Umat Islam dan Tingkeban
10/13/2015
Upacara Tingkeban atau Sedekah Nujuh Bulan (bagi wanita
hamil) merupakan tradisi ritual yang masih dilakukan oleh sebagian umat Islam
di Indonesia. Adakah ini bersumber dari Islam atau pengaruh dari luar?
Bagaimana hukumnya? Mengapa harus tujuh bulan, dan bukan empat bulan?
Untuk menjawab semua pertanyaan itu, kita perlu
menghubungkannya dengan masalah proses kejadian (reproduksi) manusia
berdasarkan al-Qur’an yang disinkronkan dengan hasil penelitian Dr. Maurice
Buchaille yang mengelompokkan soal reproduksi manusia pada empat kelompok. Pertama,
pembuahan (fecaudation) yang terjadi dari sedikit kadar cairan. Kedua, watak
dari zat cair yang membuahi. Ketiga, menetapnya telur yang sudah
dibuahi. Keempat, perkembangan embrio.[1]
Pendapat Maurice di atas merupakan penemuan modern yang
kini dijadikan kerangkan acuan atau landasan teori oleh para ahli medis.

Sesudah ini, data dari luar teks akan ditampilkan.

//! Operator and numeric-trait implementations for the scalar types.

mod dual_num_traits;
mod dual_ops;
mod var_num_traits;
mod var_ops;
//! Forward replay sweeps: zero-order values and Taylor coefficients.

use crate::float::Value;
use crate::opcode::{self, OpCode, UNUSED};
use crate::taylor_ops;

use super::{compare_outcome, Tape};

impl<V: Value> Tape<V> {
    /// Zero-order replay into an external buffer.
    ///
    /// Reads opcodes and constants from `self` but writes all computed
    /// values into `values_buf`, so concurrent callers can share one tape
    /// without cloning. Returns the number of recorded comparison outcomes
    /// that flipped at these inputs (always 0 when comparison checking is
    /// disabled); a nonzero count means the replay followed a control-flow
    /// path the recording did not take.
    pub fn forward_into(&self, inputs: &[V], values_buf: &mut Vec<V>) -> usize {
        assert_eq!(
            inputs.len(),
            self.num_inputs as usize,
            "wrong number of inputs"
        );

        let n = self.num_variables as usize;
        values_buf.clear();
        values_buf.resize(n, V::zero());

        for i in 0..self.opcodes.len() {
            match self.opcodes[i] {
                OpCode::Input => values_buf[i] = inputs[i],
                OpCode::Const => values_buf[i] = self.values[i],
                OpCode::Powi => {
                    let [a_idx, exp_bits] = self.arg_indices[i];
                    let exp = opcode::powi_exp_decode(exp_bits);
                    values_buf[i] = values_buf[a_idx as usize].powi(exp);
                }
                OpCode::Atomic => {
                    let [call_idx, offset] = self.arg_indices[i];
                    if offset != 0 {
                        continue; // filled by the call's first result node
                    }
                    let call = &self.atomic_calls[call_idx as usize];
                    let x0: Vec<V> = call
                        .args
                        .iter()
                        .map(|&a| values_buf[a as usize])
                        .collect();
                    let mut y0 = Vec::new();
                    let ok = V::atomic_forward(
                        call.fun.as_ref(),
                        &call.type_x,
                        &call.need_y,
                        0,
                        0,
                        &x0,
                        &mut y0,
                    );
                    assert!(
                        ok,
                        "atomic '{}' refused zero-order forward",
                        call.fun.name()
                    );
                    values_buf[i..i + y0.len()].copy_from_slice(&y0);
                }
                op => {
                    let [a_idx, b_idx] = self.arg_indices[i];
                    let a = values_buf[a_idx as usize];
                    let b = if b_idx != UNUSED {
                        values_buf[b_idx as usize]
                    } else {
                        V::zero()
                    };
                    values_buf[i] = opcode::eval_forward(op, a, b);
                }
            }
        }

        if self.check_for_nan {
            for &oi in &self.output_indices {
                assert!(
                    !values_buf[oi as usize].is_nan(),
                    "tape replay produced NaN at output index {oi}"
                );
            }
        }

        let mut changes = 0;
        if self.check_compare {
            for rec in &self.compares {
                let lhs = values_buf[rec.lhs as usize];
                let rhs = values_buf[rec.rhs as usize];
                if compare_outcome(lhs.partial_cmp(&rhs)) != rec.outcome {
                    changes += 1;
                }
            }
        }
        changes
    }

    /// Zero-order replay convenience: evaluate at `inputs` and return the
    /// output values.
    pub fn eval(&self, inputs: &[V]) -> Vec<V> {
        let mut buf = Vec::new();
        self.forward_into(inputs, &mut buf);
        self.output_indices
            .iter()
            .map(|&i| buf[i as usize])
            .collect()
    }

    /// Forward Taylor-coefficient sweep for orders `[0, order_up]`.
    ///
    /// `taylor_x` is input-major with `k = order_up + 1` coefficients per
    /// input: `taylor_x[j*k + d]` is input `j`'s order-`d` coefficient.
    /// `work` is the caller's scratch buffer (resized to `num_ops × k`, one
    /// coefficient row per tape node) so repeated sweeps reuse the
    /// allocation; `taylor_y` receives the output rows in the same layout.
    pub fn forward_taylor(
        &self,
        order_up: usize,
        taylor_x: &[V],
        work: &mut Vec<V>,
        taylor_y: &mut Vec<V>,
    ) {
        let k = order_up + 1;
        let n = self.num_inputs as usize;
        assert_eq!(taylor_x.len(), n * k, "wrong taylor_x length");

        let nv = self.num_variables as usize;
        work.clear();
        work.resize(nv * k, V::zero());

        let mut s1 = vec![V::zero(); k];
        let mut s2 = vec![V::zero(); k];
        let mut s3 = vec![V::zero(); k];

        for i in 0..self.opcodes.len() {
            match self.opcodes[i] {
                OpCode::Input => {
                    // Inputs occupy the first n tape slots, in order.
                    work[i * k..(i + 1) * k].copy_from_slice(&taylor_x[i * k..(i + 1) * k]);
                }
                OpCode::Const => {
                    work[i * k] = self.values[i];
                }
                OpCode::Atomic => {
                    let [call_idx, offset] = self.arg_indices[i];
                    if offset != 0 {
                        continue;
                    }
                    let call = &self.atomic_calls[call_idx as usize];
                    let m_call = call.need_y.len();

                    let mut xa = vec![V::zero(); call.args.len() * k];
                    for (j, &a) in call.args.iter().enumerate() {
                        let a = a as usize;
                        xa[j * k..(j + 1) * k].copy_from_slice(&work[a * k..(a + 1) * k]);
                    }
                    let mut ya = Vec::new();
                    let ok = V::atomic_forward(
                        call.fun.as_ref(),
                        &call.type_x,
                        &call.need_y,
                        0,
                        order_up,
                        &xa,
                        &mut ya,
                    );
                    assert!(
                        ok,
                        "atomic '{}' refused forward at order {}",
                        call.fun.name(),
                        order_up
                    );
                    assert_eq!(ya.len(), m_call * k, "atomic result shape mismatch");
                    work[i * k..i * k + m_call * k].copy_from_slice(&ya);
                }
                op => {
                    let [a_idx, b_idx] = self.arg_indices[i];
                    let (lo, hi) = work.split_at_mut(i * k);
                    let c = &mut hi[..k];
                    let a_idx = a_idx as usize;
                    let a = &lo[a_idx * k..(a_idx + 1) * k];
                    let b = if op != OpCode::Powi && b_idx != UNUSED {
                        let b_idx = b_idx as usize;
                        Some(&lo[b_idx * k..(b_idx + 1) * k])
                    } else {
                        None
                    };
                    taylor_ops::taylor_step(op, a, b, b_idx, c, &mut s1, &mut s2, &mut s3);
                }
            }
        }

        if self.check_for_nan {
            for &oi in &self.output_indices {
                let oi = oi as usize;
                for d in 0..k {
                    assert!(
                        !work[oi * k + d].is_nan(),
                        "tape replay produced NaN at output index {oi}, order {d}"
                    );
                }
            }
        }

        let m = self.output_indices.len();
        taylor_y.clear();
        taylor_y.resize(m * k, V::zero());
        for (r, &oi) in self.output_indices.iter().enumerate() {
            let oi = oi as usize;
            taylor_y[r * k..(r + 1) * k].copy_from_slice(&work[oi * k..(oi + 1) * k]);
        }
    }
}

Sebenarnya jauh sebelum munculnya teori Maurice, al-Qur’an sudah menjelaskan
begitu gambling dan rinci tentang proses kejadian manusia. Menurut al-Qur’an,
manusia itu terjadi dari setetes air mani (sperma laki-laki) yang berhasil
membuahi (rahim wanita). Sebagaimana firman Allah:
“Bukankah dia dahulu setetes mani yang ditumpahkan (ke
dalam rahim).” (Q.S. al-Qiyamah: 37)
Sperma tersebut tidak langsung begitu saja menjadi
wujud manusia sempurna, tapi ada tahap pemrosesan seperti yang dijelaskan dalam
al-Qur’an:
“Hai manusia, jika kamu dalam keraguan tentang kebangkitan (dari kubur), maka (ketahuilah) sesungguhnya Kami telah menjadikan kamu dari tanah, kemudian dari setetes mani, kemudian dari segumpal darah, kemudian dari segumpal daging yang sempurna kejadiannya dan yang tidak sempurna, agar Kami jelaskan kepada kamu dan Kami tetapkan dalam rahim, apa yang Kami kehendak sampai waktu yang sudah ditentukan, kemudian Kami keluarkan kamu sebagai bayi, kemudian (dengan berangsur-angsur) kam sampailah kepada kedewasaan, dan di antara kamu ada yang diwafarkan dan (ada pula) yang dipanjangkan umurnya sampai pikun, sehingga dia tiak mengetahui lagi sesuatu yang dahulunya dia ketahui…” (Q.S. al-Hajj: 5)[2]
Ayat al-Qur’an bermakna mujmal (global) di atas
dijelaskan oleh beberapa ayat lain dan hadis Nabi saw.. Salah satu hadis Nabi
yang menjelaskan ayat tersebut ialah yang diriwayatkan oleh imam Bukhari dan
Muslim dari Abi Abdur Rahman. Dalam hadis tersebut dijelaskan bahwa proses
diciptakannya manusia dimulai dari setetes air mani (nutfah) yang berada dalam
rahim selama 40 hari, kemudian menjadi segumpal darah selama 40 hari, dan
menjadi sekerat daging selama 40 hari. setelah jani berusia 40 hari (4 bulan),
maka Allah mengutus malaikat untuk empat perkara: rezeki, ajal, amal, dan nasib
(si janin kelak), apakah bahagia atau celaka.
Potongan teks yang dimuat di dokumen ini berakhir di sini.